Package Exports

@localmode/transformers

Readme

@localmode/transformers

HuggingFace Transformers.js provider for LocalMode — run ML models locally in the browser.

Features

Browser-Native - Run ML models directly in the browser with WebGPU/WASM
Privacy-First - All processing happens locally, no data leaves the device
Model Caching - Models are cached in IndexedDB for instant subsequent loads
Optimized - Uses quantized models for smaller size and faster inference

Installation

pnpm install @localmode/transformers @localmode/core

Dependencies

Package	Purpose
`@huggingface/transformers` (^4.2.0)	ML inference via ONNX Runtime (WebGPU/WASM)
`phonemizer`	eSpeak-NG WASM for Kokoro TTS text-to-phoneme conversion

Overview

@localmode/transformers provides model implementations for the interfaces defined in @localmode/core. It wraps HuggingFace Transformers.js to enable local ML inference in the browser.

Provider API

All models are created via the transformers provider object. Each factory method returns a model implementing a @localmode/core interface.

Embeddings — Docs

import { embed, embedMany } from '@localmode/core';
import { transformers } from '@localmode/transformers';

const embeddingModel = transformers.embedding('Xenova/bge-small-en-v1.5');

const { embedding } = await embed({ model: embeddingModel, value: 'Hello world' });
const { embeddings } = await embedMany({ model: embeddingModel, values: ['Hello', 'World'] });

Method	Interface	Description
`transformers.embedding(modelId)`	`EmbeddingModel`	Text embeddings

Recommended Models:

Xenova/all-MiniLM-L6-v2 - Fast, general-purpose (~22MB)
Xenova/paraphrase-multilingual-MiniLM-L12-v2 - 50+ languages

Multimodal Embeddings (CLIP/SigLIP) — Docs

Embed both text and images into the same vector space for cross-modal search.

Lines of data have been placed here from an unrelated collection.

//! Validation Module
//!
//! Converts raw mutation input into typed, cleaned data or an accumulated
//! list of field-scoped errors.
//!
//! # Overview
//!
//! Validation happens in two stages:
//!
//! 1. **Structural** - an `InputModel` (built per-request by the model
//!    hook) coerces raw JSON against declarative field constraints. Any
//!    structural failure short-circuits the operation.
//! 2. **Business** - `validate_data` walks a `ValidatorSet` of async
//!    validators (existence, state, authorization, bulk), accumulating
//!    failures in an `ErrorsList`. Fields validate independently; nothing
//!    is fail-fast across fields.
//!
//! # Example
//!
//! ```ignore
//! let model = InputModel::builder()
//!     .id_list("threads", ctx.settings.bulk_action_limit)
//!     .positive_int("category")
//!     .build();
//! let (cleaned, errors) = model.clean(&raw_input);
//!
//! let mut validators = ValidatorSet::new();
//! validators.add_field(
//!     "threads",
//!     BulkValidator::new(ThreadExistsValidator)
//!         .and(ThreadCategoryValidator::new(CategoryModeratorValidator)),
//! );
//! validators.add_field("category", CategoryExistsValidator);
//! validators.add_field("category", CategoryIsOpenValidator);
//! validators.add_root(UserIsAuthorizedRootValidator);
//!
//! let (cleaned, errors) = validate_data(&ctx, cleaned, &validators, errors).await?;
//! ```

mod errors;
mod model;
mod pipeline;
mod validators;
mod value;

pub use errors::{codes, ErrorEntry, ErrorLocation, ErrorsList, ROOT_LOCATION};
pub use model::{FieldConstraint, FieldSpec, InputModel, InputModelBuilder};
pub use pipeline::{run_chain, validate_data, ArcValidator, AsyncValidator, ValidatorSet};
pub use validators::{
    BulkValidator, CategoryExistsValidator, CategoryIsOpenValidator, CategoryModeratorValidator,
    EmailIsAvailableValidator, PostAuthorValidator, PostExistsValidator, ThreadAuthorValidator,
    ThreadCategoryValidator, ThreadExistsValidator, ThreadIsOpenValidator,
    UserIsAuthorizedRootValidator, UsernameIsAvailableValidator,
};
pub use value::{CleanedData, FieldValue};
//! In-memory store
//!
//! Backs the demo binary and the test suite. Entities live in hash maps
//! behind one mutex; ids are assigned from a shared counter when a stored
//! entity arrives with id `0`.

use std::collections::HashMap;
use std::sync::Mutex;

use async_trait::async_trait;

use crate::core::{PipelineError, PipelineResult};
use crate::entities::{Category, EntityId, Post, Thread, User};

use super::ForumStore;

#[derive(Default)]
struct Inner {
    categories: HashMap<EntityId, Category>,
    threads: HashMap<EntityId, Thread>,
    posts: HashMap<EntityId, Post>,
    users: HashMap<EntityId, User>,
    next_id: EntityId,
}

/// Mutex-backed `ForumStore` implementation
#[derive(Default)]
pub struct MemoryStore {
    inner: Mutex<Inner>,
}

impl MemoryStore {
    pub fn new() -> Self {
        Self {
            inner: Mutex::new(Inner {
                next_id: 1,
                ..Inner::default()
            }),
        }
    }

    fn lock(&self) -> PipelineResult<std::sync::MutexGuard<'_, Inner>> {
        self.inner
            .lock()
            .map_err(|_| PipelineError::store("memory store poisoned"))
    }

    // Seeding helpers for tests and demos

    pub fn seed_category(&self, category: Category) {
        let mut inner = self.inner.lock().expect("memory store poisoned");
        inner.next_id = inner.next_id.max(category.id + 1);
        inner.categories.insert(category.id, category);
    }

    pub fn seed_thread(&self, thread: Thread) {
        let mut inner = self.inner.lock().expect("memory store poisoned");
        inner.next_id = inner.next_id.max(thread.id + 1);
        inner.threads.insert(thread.id, thread);
    }

    pub fn seed_post(&self, post: Post) {
        let mut inner = self.inner.lock().expect("memory store poisoned");
        inner.next_id = inner.next_id.max(post.id + 1);
        inner.posts.insert(post.id, post);
    }

    pub fn seed_user(&self, user: User) {
        let mut inner = self.inner.lock().expect("memory store poisoned");
        inner.next_id = inner.next_id.max(user.id + 1);
        inner.users.insert(user.id, user);
    }

    /// Number of stored threads
    pub fn thread_count(&self) -> usize {
        self.inner.lock().expect("memory store poisoned").threads.len()
    }
}

impl Inner {
    fn assign_id(&mut self, id: EntityId) -> EntityId {
        if id != 0 {
            return id;
        }
        let id = self.next_id;
        self.next_id += 1;
        id
    }
}

#[async_trait]
impl ForumStore for MemoryStore {
    async fn load_threads(&self, ids: &[EntityId]) -> PipelineResult<Vec<Thread>> {
        let inner = self.lock()?;
        // Best-effort: missing ids are dropped
        Ok(ids
            .iter()
            .filter_map(|id| inner.threads.get(id).cloned())
            .collect())
    }

    async fn load_thread(&self, id: EntityId) -> PipelineResult<Option<Thread>> {
        Ok(self.lock()?.threads.get(&id).cloned())
    }

    async fn load_category(&self, id: EntityId) -> PipelineResult<Option<Category>> {
        Ok(self.lock()?.categories.get(&id).cloned())
    }

    async fn load_post(&self, id: EntityId) -> PipelineResult<Option<Post>> {
        Ok(self.lock()?.posts.get(&id).cloned())
    }

    async fn load_user(&self, id: EntityId) -> PipelineResult<Option<User>> {
        Ok(self.lock()?.users.get(&id).cloned())
    }

    async fn get_user_by_name(&self, name: &str) -> PipelineResult<Option<User>> {
        let name = name.to_lowercase();
        Ok(self
            .lock()?
            .users
            .values()
            .find(|u| u.name.to_lowercase() == name)
            .cloned())
    }

    async fn get_user_by_email(&self, email: &str) -> PipelineResult<Option<User>> {
        let email = email.to_lowercase();
        Ok(self
            .lock()?
            .users
            .values()
            .find(|u| u.email == email)
            .cloned())
    }

    async fn store_threads(&self, threads: Vec<Thread>) -> PipelineResult<Vec<Thread>> {
        let mut inner = self.lock()?;
        let mut stored = Vec::with_capacity(threads.len());
        for mut thread in threads {
            thread.id = inner.assign_id(thread.id);
            inner.threads.insert(thread.id, thread.clone());
            stored.push(thread);
        }
        Ok(stored)
    }

    async fn store_thread(&self, mut thread: Thread) -> PipelineResult<Thread> {
        let mut inner = self.lock()?;
        thread.id = inner.assign_id(thread.id);
        inner.threads.insert(thread.id, thread.clone());
        Ok(thread)
    }

    async fn store_post(&self, mut post: Post) -> PipelineResult<Post> {
        let mut inner = self.lock()?;
        post.id = inner.assign_id(post.id);
        inner.posts.insert(post.id, post.clone());
        Ok(post)
    }

    async fn store_user(&self, mut user: User) -> PipelineResult<User> {
        let mut inner = self.lock()?;
        user.id = inner.assign_id(user.id);
        inner.users.insert(user.id, user.clone());
        Ok(user)
    }

    async fn delete_thread(&self, id: EntityId) -> PipelineResult<()> {
        let mut inner = self.lock()?;
        inner.threads.remove(&id);
        inner.posts.retain(|_, post| post.thread_id != id);
        Ok(())
    }
}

import { embed, embedImage, cosineSimilarity } from '@localmode/core';
import { transformers } from '@localmode/transformers';

const model = transformers.multimodalEmbedding('Xenova/clip-vit-base-patch32');

// Text embedding
const { embedding: textVec } = await embed({ model, value: 'a photo of a cat' });

// Image embedding (same vector space)
const { embedding: imgVec } = await embedImage({ model, image: catImageBlob });

// Cross-modal similarity
const similarity = cosineSimilarity(textVec, imgVec);

Method	Interface	Description
`transformers.multimodalEmbedding(modelId)`	`MultimodalEmbeddingModel`	Text + image embeddings

Recommended Models:

Xenova/clip-vit-base-patch32 - Fast, 512 dimensions
Xenova/clip-vit-base-patch16 - Better accuracy, 512 dimensions

Reranking — Docs

import { rerank } from '@localmode/core';
import { transformers } from '@localmode/transformers';

const rerankerModel = transformers.reranker('Xenova/ms-marco-MiniLM-L-6-v2');

const { results } = await rerank({
  model: rerankerModel,
  query: 'What is machine learning?',
  documents: ['ML is a subset of AI...', 'Python is a language...'],
  topK: 5,
});

Method	Interface	Description
`transformers.reranker(modelId)`	`RerankerModel`	Document reranking

Classification & NLP — Docs

import { classify, extractEntities } from '@localmode/core';
import { transformers } from '@localmode/transformers';

const sentiment = await classify({
  model: transformers.classifier('Xenova/distilbert-base-uncased-finetuned-sst-2-english'),
  text: 'I love this product!',
});

const entities = await extractEntities({
  model: transformers.ner('Xenova/bert-base-NER'),
  text: 'John works at Microsoft in Seattle',
});

Method	Interface	Description
`transformers.classifier(modelId)`	`ClassificationModel`	Text classification
`transformers.zeroShot(modelId)`	`ZeroShotClassificationModel`	Zero-shot text classification
`transformers.ner(modelId)`	`NERModel`	Named Entity Recognition

Translation & Summarization

Method	Interface	Description	Docs
`transformers.translator(modelId)`	`TranslationModel`	Text translation	Docs
`transformers.summarizer(modelId)`	`SummarizationModel`	Text summarization	Docs
`transformers.fillMask(modelId)`	`FillMaskModel`	Masked token prediction	Docs
`transformers.questionAnswering(modelId)`	`QuestionAnsweringModel`	Extractive QA	Docs

Audio

import { transcribe, synthesizeSpeech } from '@localmode/core';
import { transformers } from '@localmode/transformers';

const transcription = await transcribe({
  model: transformers.speechToText('onnx-community/moonshine-tiny-ONNX'),
  audio: audioBlob,
  returnTimestamps: true,
});

const { audio, sampleRate } = await synthesizeSpeech({
  model: transformers.textToSpeech('onnx-community/Kokoro-82M-v1.0-ONNX'),
  text: 'Hello, how are you?',
  voice: 'af_heart', // 29 English voices (see KOKORO_VOICES)
  speed: 1.0,        // 0.5 – 2.0
});

Method	Interface	Description	Docs
`transformers.speechToText(modelId)`	`SpeechToTextModel`	Speech-to-text transcription	Docs
`transformers.textToSpeech(modelId)`	`TextToSpeechModel`	Text-to-speech synthesis	Docs
`transformers.audioClassifier(modelId)`	`AudioClassificationModel`	Audio classification
`transformers.zeroShotAudioClassifier(modelId)`	`ZeroShotAudioClassificationModel`	Zero-shot audio classification
`transformers.vad(modelId)`	`VADProvider`	Voice Activity Detection (Silero)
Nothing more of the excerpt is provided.